What are social insects
NW: That always depends on the context in which you are currently interested. To take a few drastic examples now: Entomology in the Third Reich was required to use the ant model, for example, to confirm that the best and most efficient model that nature has produced is a totalitarian caste state. Today you would see it very differently. Today one would say: No, ants and bees are a role model for a swarm, for a collective without a center, for group behavior without hierarchies, without central control. Authors like Michael Hardt and Antonio Negri, on the other hand, use ants and bees as models for a post-communist collective in their books on “Multitude” or “Empire”. That is of course a completely different model of society that one is interested in. In ancient times one would find authors who say that the monarchy is the natural way in which society is organized.
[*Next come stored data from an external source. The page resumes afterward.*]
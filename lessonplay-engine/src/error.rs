//! Error types for lessonplay-engine
//!
//! None of these are fatal to the host application: callers recover by
//! falling back to the built-in voice, the placeholder asset or running
//! without persistence.

use thiserror::Error;

/// Main error type for the playback engine
#[derive(Error, Debug)]
pub enum Error {
    /// Errors bubbled up from the common crate
    #[error(transparent)]
    Common(#[from] lessonplay_common::Error),

    /// Database connection or query errors
    #[error("Database error: {0}")]
    Database(#[from] sqlx::Error),

    /// JSON (de)serialization errors
    #[error("JSON error: {0}")]
    Json(#[from] serde_json::Error),

    /// Remote speech synthesis failed (network, status, empty body)
    #[error("Synthesis error: {0}")]
    Synthesis(String),

    /// Synthesized audio could not be turned into a playable clip
    #[error("Audio decode error: {0}")]
    Decode(String),

    /// Audio output device errors
    #[error("Audio output error: {0}")]
    AudioOutput(String),

    /// Built-in speech engine errors
    #[error("Fallback speech error: {0}")]
    FallbackSpeech(String),

    /// Playback controller errors
    #[error("Playback error: {0}")]
    Playback(String),

    /// Resource not found
    #[error("Not found: {0}")]
    NotFound(String),
}

/// Convenience Result type using the engine Error
pub type Result<T> = std::result::Result<T, Error>;
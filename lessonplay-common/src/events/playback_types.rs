//! Playback state snapshot types

use crate::content::{ContentItem, ContentQueue};
use serde::{Deserialize, Serialize};

/// `current_index` value before the first item starts
pub const IDLE_INDEX: i64 = -1;

/// Snapshot of the playback controller, exposed after every transition
///
/// `current_index` is `-1` while idle, advances by one per narration
/// completion and is terminal once it equals the queue length.
#[derive(Debug, Clone, PartialEq, Eq, Serialize, Deserialize)]
#[serde(rename_all = "camelCase")]
pub struct PlaybackState {
    pub queue: ContentQueue,
    pub current_index: i64,
    pub is_playing: bool,
    pub is_muted: bool,
    pub was_playing_before_mute: bool,
    pub highlighted_item_id: Option<String>,
}

impl Default for PlaybackState {
    fn default() -> Self {
        Self::idle(ContentQueue::new())
    }
}

impl PlaybackState {
    /// Fresh idle state over a queue
    pub fn idle(queue: ContentQueue) -> Self {
        Self {
            queue,
            current_index: IDLE_INDEX,
            is_playing: false,
            is_muted: false,
            was_playing_before_mute: false,
            highlighted_item_id: None,
        }
    }

    /// Item at `current_index`, if any
    pub fn current_item(&self) -> Option<&ContentItem> {
        usize::try_from(self.current_index)
            .ok()
            .and_then(|index| self.queue.get(index))
    }

    pub fn is_idle(&self) -> bool {
        self.current_index == IDLE_INDEX
    }

    /// Every item has been narrated
    pub fn is_terminal(&self) -> bool {
        !self.queue.is_empty() && self.current_index == self.queue.len() as i64
    }

    /// Fraction of the queue completed, in `0.0..=1.0`
    pub fn progress(&self) -> f64 {
        if self.queue.is_empty() || self.current_index < 0 {
            return 0.0;
        }
        (self.current_index as f64 / self.queue.len() as f64).clamp(0.0, 1.0)
    }
}

#[cfg(test)]
mod tests {
    use super::*;
    use crate::content::ContentKind;

    fn queue(n: usize) -> ContentQueue {
        ContentQueue::from_items(
            (0..n)
                .map(|i| ContentItem {
                    id: format!("item-{}", i),
                    text: format!("text {}", i),
                    kind: ContentKind::Prompt,
                    source_id: "q1".to_string(),
                    media_url: None,
                })
                .collect(),
        )
    }

    #[test]
    fn test_idle_state() {
        let state = PlaybackState::idle(queue(3));
        assert!(state.is_idle());
        assert!(!state.is_terminal());
        assert!(state.current_item().is_none());
        assert_eq!(state.progress(), 0.0);
    }

    #[test]
    fn test_progress_and_terminal() {
        let mut state = PlaybackState::idle(queue(4));
        state.current_index = 1;
        assert_eq!(state.current_item().map(|i| i.id.as_str()), Some("item-1"));
        assert_eq!(state.progress(), 0.25);

        state.current_index = 4;
        assert!(state.is_terminal());
        assert!(state.current_item().is_none());
        assert_eq!(state.progress(), 1.0);
    }

    #[test]
    fn test_empty_queue_is_never_terminal() {
        let state = PlaybackState::default();
        assert!(!state.is_terminal());
        assert_eq!(state.progress(), 0.0);
    }
}
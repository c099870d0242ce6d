//! Queue Builder
//!
//! Linearizes a selected question, or the whole lesson when nothing is
//! selected, into the ordered playback queue. Blank fields are skipped; the
//! builder never fails and an empty queue is a valid result.

use lessonplay_common::content::{ContentItem, ContentKind, ContentQueue, REPEAT_AFTER_ME};
use lessonplay_common::lesson::{non_empty, ExercisePrompt, Lesson, MediaFields, Question, SourcedExercise};

/// Build the queue for `selected`, or for the lesson itself when `None`
pub fn build_queue(lesson: &Lesson, selected: Option<&Question>) -> ContentQueue {
    match selected {
        Some(question) => build_for_question(question),
        None => build_for_lesson(lesson),
    }
}

/// Title, prompt, teacher script, then every exercise prompt in order
pub fn build_for_question(question: &Question) -> ContentQueue {
    let mut builder = QueueBuilder::default();
    let qid = question.id.as_str();
    let hint = question.media_hint();

    builder.push(qid, "title", &question.title, ContentKind::Title, hint);
    builder.push(qid, "prompt", &question.data.prompt, ContentKind::Prompt, hint);
    builder.push(qid, "script", &question.data.teacher_script, ContentKind::Script, hint);

    for (index, exercise) in question.exercise_prompts.iter().enumerate() {
        let source_id = exercise.source_id(qid, index);
        let sourced = SourcedExercise {
            source_id: &source_id,
            exercise,
        };
        let hint = sourced.media_hint().or(hint);

        builder.push(&source_id, "text", &exercise.text, ContentKind::Exercise, hint);
        builder.push(&source_id, "instructions", &exercise.instructions, ContentKind::Instruction, hint);
        builder.push(&source_id, "writing", &exercise.writing_prompt, ContentKind::Writing, hint);
        builder.push(&source_id, "speaking", &exercise.speaking_prompt, ContentKind::Speaking, hint);
        builder.push_spoken_part(&source_id, exercise, hint);
    }

    builder.finish()
}

/// Lesson title, description and narration, then the lesson's own exercises
///
/// Lesson-level exercises get only their text and the narration/say-text
/// part, without instruction, writing or speaking items.
pub fn build_for_lesson(lesson: &Lesson) -> ContentQueue {
    let mut builder = QueueBuilder::default();
    let lid = lesson.lesson_id();
    let hint = non_empty(&lesson.media_url);

    builder.push(lid, "title", &lesson.title, ContentKind::Title, hint);
    builder.push(lid, "description", &lesson.description, ContentKind::Prompt, hint);
    builder.push(lid, "narration", &lesson.narration, ContentKind::Narration, hint);

    for (index, exercise) in lesson.exercise_prompts.iter().enumerate() {
        let source_id = exercise.source_id(lid, index);
        let sourced = SourcedExercise {
            source_id: &source_id,
            exercise,
        };
        let hint = sourced.media_hint().or(hint);

        builder.push(&source_id, "text", &exercise.text, ContentKind::Exercise, hint);
        builder.push_spoken_part(&source_id, exercise, hint);
    }

    builder.finish()
}

#[derive(Default)]
struct QueueBuilder {
    items: Vec<ContentItem>,
}

impl QueueBuilder {
    fn push(
        &mut self,
        source_id: &str,
        suffix: &str,
        text: &Option<String>,
        kind: ContentKind,
        hint: Option<&str>,
    ) {
        if let Some(text) = non_empty(text) {
            self.push_text(source_id, suffix, text, kind, hint);
        }
    }

    fn push_text(&mut self, source_id: &str, suffix: &str, text: &str, kind: ContentKind, hint: Option<&str>) {
        self.items.push(ContentItem {
            id: format!("{}-{}", source_id, suffix),
            text: text.to_string(),
            kind,
            source_id: source_id.to_string(),
            media_url: hint.map(str::to_string),
        });
    }

    /// Narration plus the repeat-after-me cue, or else the say-text
    fn push_spoken_part(&mut self, source_id: &str, exercise: &ExercisePrompt, hint: Option<&str>) {
        if let Some(narration) = non_empty(&exercise.narration) {
            self.push_text(source_id, "narration", narration, ContentKind::Narration, hint);
            self.push_text(source_id, "repeat", REPEAT_AFTER_ME, ContentKind::UserPrompt, hint);
        } else {
            self.push(source_id, "saytext", &exercise.saytext, ContentKind::SayText, hint);
        }
    }

    fn finish(self) -> ContentQueue {
        ContentQueue::from_items(self.items)
    }
}

#[cfg(test)]
mod tests {
    use super::*;
    use lessonplay_common::lesson::{MediaMetadata, QuestionData};

    fn text(value: &str) -> Option<String> {
        Some(value.to_string())
    }

    fn kinds(queue: &ContentQueue) -> Vec<ContentKind> {
        queue.iter().map(|item| item.kind).collect()
    }

    fn texts(queue: &ContentQueue) -> Vec<&str> {
        queue.iter().map(|item| item.text.as_str()).collect()
    }

    #[test]
    fn test_prompt_and_script_without_title() {
        let question = Question {
            id: "q1".to_string(),
            data: QuestionData {
                prompt: text("Say hi"),
                teacher_script: text("Hello class"),
                ..Default::default()
            },
            ..Default::default()
        };

        let queue = build_for_question(&question);
        assert_eq!(kinds(&queue), vec![ContentKind::Prompt, ContentKind::Script]);
        assert_eq!(texts(&queue), vec!["Say hi", "Hello class"]);
        assert!(queue.iter().all(|item| item.source_id == "q1"));
    }

    #[test]
    fn test_title_prompt_script_lead_the_queue() {
        let question = Question {
            id: "q1".to_string(),
            title: text("Greetings"),
            data: QuestionData {
                prompt: text("Say hi"),
                teacher_script: text("Hello class"),
                ..Default::default()
            },
            exercise_prompts: vec![ExercisePrompt {
                id: text("e1"),
                text: text("Wave"),
                ..Default::default()
            }],
            ..Default::default()
        };

        let queue = build_for_question(&question);
        assert_eq!(
            &kinds(&queue)[..3],
            &[ContentKind::Title, ContentKind::Prompt, ContentKind::Script]
        );
        assert_eq!(queue.get(3).unwrap().kind, ContentKind::Exercise);
    }

    #[test]
    fn test_narration_followed_by_repeat_cue() {
        let question = Question {
            id: "q1".to_string(),
            exercise_prompts: vec![ExercisePrompt {
                id: text("e1"),
                narration: text("Repeat after me: cat"),
                ..Default::default()
            }],
            ..Default::default()
        };

        let queue = build_for_question(&question);
        assert_eq!(texts(&queue), vec!["Repeat after me: cat", "Now your turn, Say:"]);
        assert_eq!(kinds(&queue), vec![ContentKind::Narration, ContentKind::UserPrompt]);
        assert!(queue.iter().all(|item| item.source_id == "e1"));
    }

    #[test]
    fn test_narration_takes_priority_over_saytext() {
        let question = Question {
            id: "q1".to_string(),
            exercise_prompts: vec![ExercisePrompt {
                id: text("e1"),
                narration: text("Listen: dog"),
                saytext: text("dog"),
                ..Default::default()
            }],
            ..Default::default()
        };

        let queue = build_for_question(&question);
        assert!(queue.iter().all(|item| item.kind != ContentKind::SayText));
        assert_eq!(queue.len(), 2);
    }

    #[test]
    fn test_full_exercise_expansion_order() {
        let question = Question {
            id: "q1".to_string(),
            exercise_prompts: vec![ExercisePrompt {
                id: text("e1"),
                text: text("Look at the picture"),
                instructions: text("Use full sentences"),
                writing_prompt: text("Write one line"),
                speaking_prompt: text("Describe it"),
                saytext: text("It is a cat"),
                ..Default::default()
            }],
            ..Default::default()
        };

        let queue = build_for_question(&question);
        assert_eq!(
            kinds(&queue),
            vec![
                ContentKind::Exercise,
                ContentKind::Instruction,
                ContentKind::Writing,
                ContentKind::Speaking,
                ContentKind::SayText,
            ]
        );
    }

    #[test]
    fn test_lesson_fallback_without_selection() {
        let lesson = Lesson {
            id: text("l1"),
            title: text("Animals"),
            description: text("We learn animal names"),
            narration: text("Welcome"),
            exercise_prompts: vec![ExercisePrompt {
                text: text("Point at the cat"),
                instructions: text("ignored at lesson level"),
                saytext: text("cat"),
                ..Default::default()
            }],
            questions: vec![Question {
                id: "q1".to_string(),
                data: QuestionData {
                    prompt: text("not played"),
                    ..Default::default()
                },
                ..Default::default()
            }],
            ..Default::default()
        };

        let queue = build_queue(&lesson, None);
        assert_eq!(
            texts(&queue),
            vec!["Animals", "We learn animal names", "Welcome", "Point at the cat", "cat"]
        );
        assert_eq!(queue.get(3).unwrap().source_id, "l1-ex0");
    }

    #[test]
    fn test_selected_question_wins_over_lesson() {
        let question = Question {
            id: "q1".to_string(),
            data: QuestionData {
                prompt: text("Only me"),
                ..Default::default()
            },
            ..Default::default()
        };
        let lesson = Lesson {
            title: text("Lesson title"),
            questions: vec![question.clone()],
            ..Default::default()
        };

        let queue = build_queue(&lesson, Some(&question));
        assert_eq!(texts(&queue), vec!["Only me"]);
    }

    #[test]
    fn test_empty_lesson_builds_empty_queue() {
        let queue = build_queue(&Lesson::default(), None);
        assert!(queue.is_empty());

        let blank = Question {
            id: "q1".to_string(),
            title: text("   "),
            ..Default::default()
        };
        assert!(build_for_question(&blank).is_empty());
    }

    #[test]
    fn test_items_carry_owner_media_hint() {
        let question = Question {
            id: "q1".to_string(),
            metadata: MediaMetadata {
                image_url: text("q.png"),
                video_url: None,
            },
            data: QuestionData {
                prompt: text("Look"),
                ..Default::default()
            },
            exercise_prompts: vec![
                ExercisePrompt {
                    id: text("e1"),
                    text: text("Own media"),
                    metadata: MediaMetadata {
                        image_url: None,
                        video_url: text("e.mp4"),
                    },
                    ..Default::default()
                },
                ExercisePrompt {
                    id: text("e2"),
                    text: text("Inherits"),
                    ..Default::default()
                },
            ],
            ..Default::default()
        };

        let queue = build_for_question(&question);
        let hints: Vec<Option<&str>> = queue.iter().map(|i| i.media_url.as_deref()).collect();
        assert_eq!(hints, vec![Some("q.png"), Some("e.mp4"), Some("q.png")]);
    }

    #[test]
    fn test_ids_unique_with_duplicate_exercise_ids() {
        let exercise = ExercisePrompt {
            id: text("dup"),
            text: text("Same id"),
            ..Default::default()
        };
        let question = Question {
            id: "q1".to_string(),
            exercise_prompts: vec![exercise.clone(), exercise],
            ..Default::default()
        };

        let queue = build_for_question(&question);
        assert_eq!(queue.ids(), vec!["dup-text", "dup-text#2"]);
    }
}
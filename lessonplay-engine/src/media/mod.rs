//! Media resolution and the media panel slot
//!
//! **Components:**
//! - `resolver`: fallback chain from lesson fields to a displayable descriptor
//! - `bridge`: owner of the single "current media" slot, with permanence,
//!   persistence and the reconciliation tick

mod bridge;
mod resolver;

pub use bridge::{DisplayOutcome, MediaBridge, MediaPanel, ReconcileOutcome};
pub use resolver::{CacheBuster, MediaResolver, MediaSource};
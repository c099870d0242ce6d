//! Playback module
//!
//! **Components:**
//! - `queue_builder`: lesson/question → ordered content queue
//! - `controller`: play/pause/mute state machine with auto-advance

pub mod controller;
pub mod queue_builder;

pub use controller::{Completion, CompletionReceiver, PlaybackController};
pub use queue_builder::{build_for_lesson, build_for_question, build_queue};
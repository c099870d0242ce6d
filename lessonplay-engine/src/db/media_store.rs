//! Pinned media store
//!
//! Read/write permanent media snapshots in the `media_store` table
//! (key-value store). Each pin is written twice: under its source id and
//! under the singleton "last selected" key. Values are JSON descriptors.

use crate::error::Result;
use lessonplay_common::media::MediaDescriptor;
use sqlx::{Pool, Sqlite};
use tracing::warn;

const SOURCE_KEY_PREFIX: &str = "permanent_media:source:";

/// Singleton key holding the most recent pin
pub const LAST_SELECTED_KEY: &str = "permanent_media:last_selected";

/// Store key of the pin for `source_id`
pub fn source_key(source_id: &str) -> String {
    format!("{}{}", SOURCE_KEY_PREFIX, source_id)
}

/// Persist a permanent descriptor under its source key and the last-selected key
pub async fn save_permanent_media(db: &Pool<Sqlite>, descriptor: &MediaDescriptor) -> Result<()> {
    let mut snapshot = descriptor.clone();
    snapshot.is_permanent = true;
    let value = serde_json::to_string(&snapshot)?;

    let mut tx = db.begin().await?;
    for key in [source_key(&snapshot.source_id), LAST_SELECTED_KEY.to_string()] {
        sqlx::query(
            r#"
            INSERT INTO media_store (key, value, updated_at)
            VALUES (?, ?, CURRENT_TIMESTAMP)
            ON CONFLICT(key) DO UPDATE SET value = excluded.value, updated_at = excluded.updated_at
            "#,
        )
        .bind(key)
        .bind(&value)
        .execute(&mut *tx)
        .await?;
    }
    tx.commit().await?;

    Ok(())
}

/// Load the pin stored for `source_id`
pub async fn load_permanent_media(
    db: &Pool<Sqlite>,
    source_id: &str,
) -> Result<Option<MediaDescriptor>> {
    load_descriptor(db, &source_key(source_id)).await
}

/// Load the most recent pin
pub async fn load_last_selected(db: &Pool<Sqlite>) -> Result<Option<MediaDescriptor>> {
    load_descriptor(db, LAST_SELECTED_KEY).await
}

/// Remove the pin for `source_id`
///
/// The last-selected key is cleared too when it points at the same source.
pub async fn clear_permanent_media(db: &Pool<Sqlite>, source_id: &str) -> Result<()> {
    let mut tx = db.begin().await?;

    sqlx::query("DELETE FROM media_store WHERE key = ?")
        .bind(source_key(source_id))
        .execute(&mut *tx)
        .await?;

    let last: Option<String> = sqlx::query_scalar("SELECT value FROM media_store WHERE key = ?")
        .bind(LAST_SELECTED_KEY)
        .fetch_optional(&mut *tx)
        .await?;
    let points_here = last
        .and_then(|value| serde_json::from_str::<MediaDescriptor>(&value).ok())
        .is_some_and(|d| d.source_id == source_id);
    if points_here {
        sqlx::query("DELETE FROM media_store WHERE key = ?")
            .bind(LAST_SELECTED_KEY)
            .execute(&mut *tx)
            .await?;
    }

    tx.commit().await?;
    Ok(())
}

/// Read and parse one key; corrupt JSON is logged and treated as absent
async fn load_descriptor(db: &Pool<Sqlite>, key: &str) -> Result<Option<MediaDescriptor>> {
    let value: Option<String> = sqlx::query_scalar("SELECT value FROM media_store WHERE key = ?")
        .bind(key)
        .fetch_optional(db)
        .await?;

    Ok(value.and_then(|value| match serde_json::from_str::<MediaDescriptor>(&value) {
        Ok(descriptor) => Some(descriptor),
        Err(e) => {
            warn!(key, error = %e, "Ignoring corrupt media store entry");
            None
        }
    }))
}
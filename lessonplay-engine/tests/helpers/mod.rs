//! Test helper modules for lesson playback integration tests
//!
//! - `voice_fakes`: scripted remote synthesizer and manually finished engines
//! - `lessons`: lesson fixtures

#![allow(dead_code)]

pub mod lessons;
pub mod voice_fakes;

pub use lessons::{empty_lesson, sample_lesson, test_config};
pub use voice_fakes::{ManualEngine, ScriptedSynthesizer};

use lessonplay_common::events::LessonEvent;
use std::time::Duration;
use tokio::sync::broadcast;

/// Generous upper bound for anything a test waits on
pub const WAIT: Duration = Duration::from_secs(2);

/// Poll `check` until it holds or [`WAIT`] elapses
pub async fn eventually<F, Fut>(mut check: F) -> bool
where
    F: FnMut() -> Fut,
    Fut: std::future::Future<Output = bool>,
{
    let deadline = tokio::time::Instant::now() + WAIT;
    while tokio::time::Instant::now() < deadline {
        if check().await {
            return true;
        }
        tokio::time::sleep(Duration::from_millis(5)).await;
    }
    false
}

/// Drain every event currently buffered on `rx`
pub fn drain(rx: &mut broadcast::Receiver<LessonEvent>) -> Vec<LessonEvent> {
    let mut events = Vec::new();
    while let Ok(event) = rx.try_recv() {
        events.push(event);
    }
    events
}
Throughout cultural history, one would always find an interest in social insects that is very stable, but always with different models; it ranges from the total state to the anarchist collective, from the monarchy to the republic. There are the many recipes that Giovanni spoke of.
GG: We as biologists are actually interested in finding out objectively how the bee colony itself functions. Our goal is not to use the bee colony or the social insects as a mirror for our society, but rather we want to understand: How does communication work in the bee colony, which smells are used, which movements are used, which self-organizations in the distribution of individual tasks in the bee sowing arise?
Nevertheless, I would also be interested in the extent to which our view as scientists of social insects is shaped by what we see in our human society. Whether we take a certain direction in thinking about the life of bees or social insects, for example, which may put blinkers on us in other directions in judging, but certainly in asking questions.
What are we currently interested in in biological research? - I believe there is definitely an interaction in both directions; not only the biological knowledge, which is then taken as an image in the literature, but also the literary, social and sociological processing, which in turn influences the exciting questions that are posed to the animal in the biological working groups.
How do joint research and collaboration between the disciplines work here in Konstanz? Are they fruitful for one another?
NW: For me it was clearly a stroke of luck. I have a topic that is on the one hand cultural studies and knowledge-historical and has nothing to do with entomology for the first time, but the content requires that I look at all the entomological theories or ant research, because otherwise I cannot say anything useful about it. That is why it is extremely good for me when I can exchange ideas with several colleagues from the departments and find out that I have understood something completely wrongly or correctly. That is exactly what I needed now, namely the scientific expertise that, on the one hand, gets involved with my theses, but also tells me how their research works, what the status is and what I should read.
But I also believe that biologists are concerned with the cultural foundations of integration because they also ask how a community is created, what it is, what genetic and environmental factors there are, what kind of behavior leads to a community arises. That is exactly a question that worries the Cluster of Excellence. I do believe that it is very exciting to exchange ideas without falling into short-circuit analogies, which we have just rejected. There are research questions and problems that both disciplines have, so I find my work very fruitful.
GG: I believe that, in the end, good research is always central to disciplinary research. With all the hip and beauty of the interdisciplinary discourse, the central questions are always disciplinary questions, because you really want to go deep into central questions and you also need expert knowledge. But if you only do that, then you lose yourself. Then you have lost contact with the rest of the world and ultimately the meaning of what you are doing. And because of the architecture of the university, the short distances and the fact that the departments are very close together, but now also because of the Cluster of Excellence and the Zukunftskolleg, we have a lot more opportunities to constantly run into each other in Konstanz .
And in my opinion, this interdisciplinary discourse creates two levels: firstly, passive interdisciplinarity, i.e. the ability to speak in such a way that someone from another subject area understands you, and the ability to listen and understand someone from other scientific disciplines. However, this ability does not just come overnight, but through the fact that you keep talking to each other and exchanging ideas and trying again and again to understand why certain questions are being asked. This understanding for one another is the first level and I believe the most important level of interdisciplinarity. If you have that, then again and again individual bridges arise where you want to work together and realize a joint project. In addition, there is an understanding of how the rest of the world sees your own discipline and where you are currently moving. This understanding comes about through the exchange between the cluster, Zukunftskolleg and graduate school, and I find that incredibly fascinating.